Background: The variations in non-coding RNA alterations and the host immune response between patients with bacterial and non-bacterial sepsis, along with their clinical characteristics, are largely unknown. Methods: The landscape of long non-coding RNA (lncRNA) and mRNA in whole blood cells from pediatric patients with bacterial sepsis or non-bacterial sepsis were characterized using an Arraystar human LncRNA microarray. Weighted correlation network analysis (WGCNA) were conducted to identify immune-related LncRNA-mRNA signatures. Least absolute shrinkage and selection operator (Lasso) regression and Ridge regression analysis were employed to develop a specific LncRNA-mRNA signature, serving as a discriminant classifier for bacterial and non-bacterial sepsis in children. Results: A total of 33 differentially expressed lncRNAs and 52 mRNAs were identified in pediatric patients with either bacterial sepsis or non-bacterial sepsis.

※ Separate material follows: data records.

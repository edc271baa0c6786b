use std::sync::Arc;

use crate::models::{EmotionLabel, EmotionReading, EndpointKind, SensorConfiguration};

use super::backend::EmotionBackend;

const ENABLE_LOGS: bool = true;

use crate::{log_debug, log_warn};

/// Produces one reading per polling tick for a sensor configuration.
///
/// Providers are tried in order: the endpoint selected by the
/// configuration, then the latest persisted record. When both fail the
/// reading degrades to `Unknown`; errors never reach the caller.
#[derive(Clone)]
pub struct EmotionSource {
    backend: Arc<dyn EmotionBackend>,
}

impl EmotionSource {
    pub fn new(backend: Arc<dyn EmotionBackend>) -> Self {
        Self { backend }
    }

    pub fn provider_chain(config: SensorConfiguration) -> [EndpointKind; 2] {
        [config.endpoint(), EndpointKind::Latest]
    }

    /// One polling tick. Suspended configurations issue no request.
    pub async fn poll(&self, config: SensorConfiguration) -> Option<EmotionReading> {
        if config.is_suspended() {
            return None;
        }
        Some(self.read(config).await)
    }

    pub async fn read(&self, config: SensorConfiguration) -> EmotionReading {
        for endpoint in Self::provider_chain(config) {
            match self.backend.fetch_label(endpoint).await {
                Ok(label) => {
                    log_debug!("{endpoint:?} reported {label}");
                    return EmotionReading::new(label, endpoint);
                }
                Err(err) => {
                    log_warn!("emotion fetch from {endpoint:?} failed: {err:#}");
                }
            }
        }
        EmotionReading::new(EmotionLabel::Unknown, EndpointKind::Unavailable)
    }
}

Among these, 69 lncRNAs and mRNAs were pinpointed using WGCNA and found to be significantly correlated with clinical parameters. Further intersection analysis identified 12 lncRNAs and 16 mRNAs as immune-related signature for discerning bacterial infections in children with sepsis. Additionaly, the lncRNA-mRNA co-expression network highlighted the key lncRNAs (AC090159.1 and AC080129.2) and mRNAs (S100A8 and TCF7L2) as an infection score model. Lasso regression analysis revealed that this infection score model achieved an area under the received operating curve (AUROC) of 0.96 in the training set and 0.86 in the validation set. Ultimately, the expression levels of these 4 key lncRNAs and mRNAs showed significant correlation with CRP or PCT levels. Conclusion: The machine learning model, developed utilizing key lncRNAs (AC090159.1 and AC080129.2) and mRNAs (S100A8 and TCF7L2), demonstrates robust discrimination and calibration capabilities for distinguishing between bacterial and non-bacterial sepsis in children.